When we want to play a TTRPG but with a different system one of the main challenges is the list of abilitie scores or atributtes.


The six abilies scores is one of the sacred cows by D&D/d20 system.

Fallout, the famous videogame saga, has got the S.P.E.C.I.A.L system: Strength, Perception, Endurance, Charisma, Intelligence, Agility and Luck

The Storytelling System by White Wolf/Onyx Paths has: Intelligence, Strength, Presence, Wits, Dexterity, Manipulation, Resolve, Stamina, and Composure

Call of Culhtu RPG has: Strength (STR), Constitution (CON), Dexterity (DEX), Size (SIZ)(body mass), Intelligence (INT), Power (POW), Appearance (APP) and Education (EDU)

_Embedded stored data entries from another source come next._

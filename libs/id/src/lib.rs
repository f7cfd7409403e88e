//! # jobplane-id
//!
//! Typed identifiers for the job-execution control plane.
//!
//! ## Design Principles
//!
//! - IDs are assigned by the durable store and are plain positive integers
//! - Each resource type gets its own newtype so a project id can never be
//!   passed where an inventory id is expected
//! - Every ID has a canonical string form `{prefix}_{n}` with strict parsing
//! - Node identity is the hostname, wrapped in [`Hostname`]
//!
//! Examples:
//! - `item_1042`
//! - `prj_7`
//! - `inv_3`

mod error;
mod macros;
mod types;

pub use error::IdError;
pub use types::*;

7th Sea has: Brawn (physical might), Finesse (agility), Wits (intelligence and thinking on your feet), Panache (style and charisma), and Resolve (physical endurance).

Legend of the five Rings: Stamina, Willpower, Strength, Perception, Agility, Intelligence, Reflexes, and Awareness

Shadowrun: Body (BOD). Agility (AGI), Reaction (REA), Strength (STR), Willpower (WIL), Logic (LOG), Intuition (INT), Charisma (CHA), Edge (EDG), Essence (ESS) Initiative(INI) and Magic (MAG)

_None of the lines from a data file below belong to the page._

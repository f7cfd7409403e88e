//! One scheduling pass.
//!
//! A pass is a deterministic function from node state and backlog to
//! assignments. It seeds admission and capacity state from the items that
//! already hold resources, then walks node groups in order, capacity types
//! in order, and pending items oldest first. Every success is deducted and
//! marked before the next item is considered, so later items always see the
//! earlier ones.
//!
//! Unplaced items are left pending; the pass never loops to convergence.

use std::collections::{BTreeMap, HashSet};

use jobplane_id::{Hostname, WorkItemId};
use serde::{Deserialize, Serialize};
use tracing::{debug, info, instrument, warn};

use crate::capacity::{CapacityModel, Node, NodeGroup};
use crate::dependencies::DependencyHook;
use crate::dependency_graph::DependencyGraph;
use crate::error::{SchedulerError, SchedulerResult};
use crate::work_item::{CapacityType, Projection, Status, WorkItem, WorkItemKind};
use crate::DEFAULT_CONTROL_PLANE_GROUP;

/// Performs the executor handoff for an admitted item.
///
/// Called exactly once per admitted item per pass. Failures are reported,
/// not retried, and do not give back the capacity already deducted.
pub trait Dispatcher {
    fn start(&mut self, item: &WorkItem, assignment: &Assignment) -> SchedulerResult<()>;
}

/// Settings that shape a pass.
#[derive(Debug, Clone, PartialEq, Eq)]
pub struct PassSettings {
    /// Group every control and hybrid node must belong to.
    pub control_plane_group: String,
}

impl Default for PassSettings {
    fn default() -> Self {
        Self {
            control_plane_group: DEFAULT_CONTROL_PLANE_GROUP.to_string(),
        }
    }
}

/// Everything a pass reads, loaded up front.
#[derive(Debug, Clone, Default)]
pub struct PassSnapshot {
    pub nodes: Vec<Node>,
    /// Evaluated in this order.
    pub node_groups: Vec<NodeGroup>,
    /// Waiting and running items.
    pub active: Vec<WorkItem>,
    pub pending: Vec<WorkItem>,
}

/// A decision to run an item on a node.
#[derive(Debug, Clone, PartialEq, Eq, Serialize, Deserialize)]
pub struct Assignment {
    pub item_id: WorkItemId,
    pub kind: WorkItemKind,
    pub node: Hostname,
    pub node_group: String,
    pub capacity_cost: u32,
    pub idle_fallback: bool,
}

/// What became of a pending item.
#[derive(Debug, Clone, PartialEq, Eq, Serialize, Deserialize)]
#[serde(tag = "outcome", rename_all = "snake_case")]
pub enum ItemOutcome {
    Started { node: Hostname },
    /// A resource it needs is held by another item.
    Blocked,
    /// No node in scope had room and none was idle.
    NoCapacity,
    AwaitingDependencies { prerequisites: Vec<WorkItemId> },
    /// A prerequisite ended failed or canceled; the item must be failed too.
    PrerequisiteFailed {
        prerequisites: Vec<WorkItemId>,
        explanation: String,
    },
    InvariantViolation { message: String },
    /// No node group in the pass is in scope for it.
    NoEligibleGroup,
}

/// Remaining capacity of a node after the pass.
#[derive(Debug, Clone, PartialEq, Eq, Serialize, Deserialize)]
pub struct NodeSummary {
    pub hostname: Hostname,
    pub remaining_capacity: u32,
    pub running_count: u32,
}

#[derive(Debug, Clone, PartialEq, Eq, Serialize, Deserialize)]
pub struct DispatchFailure {
    pub item_id: WorkItemId,
    pub node: Hostname,
    pub reason: String,
}

/// Result of a pass.
#[derive(Debug, Clone, Default, PartialEq, Eq, Serialize, Deserialize)]
pub struct PassReport {
    /// In decision order.
    pub assignments: Vec<Assignment>,
    pub outcomes: BTreeMap<WorkItemId, ItemOutcome>,
    pub dispatch_failures: Vec<DispatchFailure>,
    pub nodes: Vec<NodeSummary>,
    /// Control or hybrid nodes left out of placement because they sit
    /// outside the control-plane group.
    pub misconfigured_nodes: Vec<Hostname>,
}

impl PassReport {
    pub fn outcome(&self, item_id: WorkItemId) -> Option<&ItemOutcome> {
        self.outcomes.get(&item_id)
    }

    pub fn assignment(&self, item_id: WorkItemId) -> Option<&Assignment> {
        self.assignments.iter().find(|a| a.item_id == item_id)
    }

    pub fn node(&self, hostname: &Hostname) -> Option<&NodeSummary> {
        self.nodes.iter().find(|n| &n.hostname == hostname)
    }

    pub fn started(&self) -> usize {
        self.assignments.len()
    }

    /// Items left pending because of a resource conflict.
    pub fn blocked(&self) -> Vec<WorkItemId> {
        self.ids_where(|outcome| matches!(outcome, ItemOutcome::Blocked))
    }

    /// Items left pending for lack of capacity.
    pub fn deferred(&self) -> Vec<WorkItemId> {
        self.ids_where(|outcome| matches!(outcome, ItemOutcome::NoCapacity))
    }

    pub fn awaiting_dependencies(&self) -> Vec<WorkItemId> {
        self.ids_where(|outcome| matches!(outcome, ItemOutcome::AwaitingDependencies { .. }))
    }

    pub fn violations(&self) -> Vec<WorkItemId> {
        self.ids_where(|outcome| matches!(outcome, ItemOutcome::InvariantViolation { .. }))
    }

    /// Items to fail because a prerequisite failed, with the explanation to
    /// record on each.
    pub fn prerequisite_failures(&self) -> Vec<(WorkItemId, String)> {
        self.outcomes
            .iter()
            .filter_map(|(id, outcome)| match outcome {
                ItemOutcome::PrerequisiteFailed { explanation, .. } => {
                    Some((*id, explanation.clone()))
                }
                _ => None,
            })
            .collect()
    }

    fn ids_where(&self, predicate: impl Fn(&ItemOutcome) -> bool) -> Vec<WorkItemId> {
        self.outcomes
            .iter()
            .filter(|(_, outcome)| predicate(outcome))
            .map(|(id, _)| *id)
            .collect()
    }
}

/// State exclusively owned by one pass.
#[derive(Debug)]
pub struct SchedulingPass {
    graph: DependencyGraph,
    capacity: CapacityModel,
    groups: Vec<NodeGroup>,
    pending: Vec<WorkItem>,
    control_plane_group: String,
}

impl SchedulingPass {
    /// Seed admission and capacity state from the snapshot.
    pub fn new(snapshot: PassSnapshot, settings: &PassSettings) -> Self {
        let PassSnapshot {
            nodes,
            node_groups,
            active,
            pending,
        } = snapshot;

        let active: Vec<WorkItem> = active
            .into_iter()
            .filter(|item| item.status().is_active())
            .collect();

        let mut graph = DependencyGraph::new();
        graph.seed(&active);

        let capacity = CapacityModel::build(
            nodes,
            &node_groups,
            &active,
            settings.control_plane_group.clone(),
        );

        let mut pending: Vec<WorkItem> = pending
            .into_iter()
            .filter(|item| item.status() == Status::Pending)
            .collect();
        pending.sort_by(|a, b| {
            a.created_at()
                .cmp(&b.created_at())
                .then_with(|| a.id().cmp(&b.id()))
        });

        Self {
            graph,
            capacity,
            groups: node_groups,
            pending,
            control_plane_group: settings.control_plane_group.clone(),
        }
    }

    pub fn graph(&self) -> &DependencyGraph {
        &self.graph
    }

    pub fn capacity(&self) -> &CapacityModel {
        &self.capacity
    }

    /// Pending items in evaluation order.
    pub fn pending(&self) -> &[WorkItem] {
        &self.pending
    }

    /// Decide every pending item once and hand admitted items to `dispatcher`.
    #[instrument(skip_all, fields(pending = self.pending.len(), groups = self.groups.len()))]
    pub fn run<D, H>(self, dispatcher: &mut D, hook: &H) -> PassReport
    where
        D: Dispatcher + ?Sized,
        H: DependencyHook + ?Sized,
    {
        let SchedulingPass {
            mut graph,
            mut capacity,
            groups,
            pending,
            control_plane_group,
        } = self;

        let mut report = PassReport::default();
        let mut placed: HashSet<WorkItemId> = HashSet::new();

        for group in &groups {
            for capacity_type in CapacityType::ORDER {
                for item in &pending {
                    if placed.contains(&item.id())
                        || item.capacity_type() != capacity_type
                        || !item.in_scope_of(&group.name, &control_plane_group)
                    {
                        continue;
                    }

                    let outcome = match Self::decide(item, &group.name, &mut graph, &mut capacity, hook) {
                        Ok(assignment) => {
                            placed.insert(item.id());
                            if let Err(err) = dispatcher.start(item, &assignment) {
                                warn!(item_id = %item.id(), node = %assignment.node, error = %err, "Dispatch failed");
                                report.dispatch_failures.push(DispatchFailure {
                                    item_id: item.id(),
                                    node: assignment.node.clone(),
                                    reason: err.to_string(),
                                });
                            }
                            let node = assignment.node.clone();
                            report.assignments.push(assignment);
                            ItemOutcome::Started { node }
                        }
                        Err(outcome) => outcome,
                    };
                    report.outcomes.insert(item.id(), outcome);
                }
            }
        }

        for item in &pending {
            report
                .outcomes
                .entry(item.id())
                .or_insert(ItemOutcome::NoEligibleGroup);
        }

        report.nodes = capacity
            .nodes()
            .map(|node| NodeSummary {
                hostname: node.hostname.clone(),
                remaining_capacity: node.remaining_capacity,
                running_count: node.running_count,
            })
            .collect();
        report.misconfigured_nodes = capacity.misconfigured_nodes().cloned().collect();

        info!(
            started = report.started(),
            blocked = report.blocked().len(),
            deferred = report.deferred().len(),
            awaiting_dependencies = report.awaiting_dependencies().len(),
            prerequisite_failures = report.prerequisite_failures().len(),
            dispatch_failures = report.dispatch_failures.len(),
            "Scheduling pass complete"
        );

        report
    }

    /// Admission, then placement, then bookkeeping for one item in one group.
    fn decide<H>(
        item: &WorkItem,
        group: &str,
        graph: &mut DependencyGraph,
        capacity: &mut CapacityModel,
        hook: &H,
    ) -> Result<Assignment, ItemOutcome>
    where
        H: DependencyHook + ?Sized,
    {
        if let Some(request) = hook.needs_dependency(item) {
            if let Some(explanation) = request.failure_explanation() {
                warn!(item_id = %item.id(), failed = ?request.failed, "Prerequisite failed");
                return Err(ItemOutcome::PrerequisiteFailed {
                    prerequisites: request.failed.into_iter().map(|(id, _)| id).collect(),
                    explanation,
                });
            }
            debug!(item_id = %item.id(), prerequisites = ?request.prerequisites, "Waiting on prerequisites");
            return Err(ItemOutcome::AwaitingDependencies {
                prerequisites: request.prerequisites,
            });
        }

        if graph.is_blocked(item) {
            debug!(item_id = %item.id(), kind = %item.kind(), "Blocked from running");
            return Err(ItemOutcome::Blocked);
        }

        let Some(placement) = capacity.fit(item, group) else {
            debug!(
                item_id = %item.id(),
                group = %group,
                capacity_cost = item.capacity_cost(),
                "No capacity, waiting for next pass"
            );
            return Err(ItemOutcome::NoCapacity);
        };

        match capacity.assign(item, &placement.hostname) {
            Ok(_) => {}
            Err(SchedulerError::ConfigurationInvariantViolation(message)) => {
                warn!(item_id = %item.id(), node = %placement.hostname, %message, "Invariant violation");
                return Err(ItemOutcome::InvariantViolation { message });
            }
            Err(err) if err.is_transient() => {
                debug!(item_id = %item.id(), error = %err, "Placement target vanished");
                return Err(ItemOutcome::NoCapacity);
            }
            Err(err) => {
                let message = err.to_string();
                warn!(item_id = %item.id(), node = %placement.hostname, %message, "Placement failed");
                return Err(ItemOutcome::InvariantViolation { message });
            }
        }
        graph.mark(item);

        debug!(
            item_id = %item.id(),
            node = %placement.hostname,
            group = %group,
            idle_fallback = placement.idle_fallback,
            "Starting"
        );

        Ok(Assignment {
            item_id: item.id(),
            kind: item.kind(),
            node: placement.hostname,
            node_group: group.to_string(),
            capacity_cost: item.capacity_cost(),
            idle_fallback: placement.idle_fallback,
        })
    }
}

/// Dispatcher that records assignments for the host to persist afterwards.
#[derive(Debug, Clone, Default)]
pub struct RecordingDispatcher {
    started: Vec<(WorkItem, Assignment)>,
}

impl RecordingDispatcher {
    pub fn new() -> Self {
        Self::default()
    }

    pub fn started(&self) -> &[(WorkItem, Assignment)] {
        &self.started
    }

    pub fn into_started(self) -> Vec<(WorkItem, Assignment)> {
        self.started
    }
}

impl Dispatcher for RecordingDispatcher {
    fn start(&mut self, item: &WorkItem, assignment: &Assignment) -> SchedulerResult<()> {
        self.started.push((item.clone(), assignment.clone()));
        Ok(())
    }
}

Some players would rather a low number of attributes, but I wish the opposite.

If you were hired to create a open licence TTRPG for all genres, but east to be adapted from other system, what attributes or abilities scores would use? The list would be 9-12, not lesser 6.

My goal is something like a d20 Modern 2.0. with some little changes in the abilities scores, adding more, so that all 3rd Party Publishers would want to use it for their no-medieval fantasy titles.

Would you add acuity/perception to search clues, or hidden traps, and anything like luck/karma/fate/divine grace/guardian angel, what attribute for social manipulation, but not charism?

Would you use "substats" as a bonus feat or merit?

* What system would you use for sanity/madness, points pool as call of chulhtu, "flaws/aflictions" as in Storytelling System, or anything as the mental health "pillars" by Unknown Armies (Violence, Reality, Remorse, Helplessness, Isoliation)?

* How would you mix the classic hit-points and a health(/blood points) pool as injuries levels?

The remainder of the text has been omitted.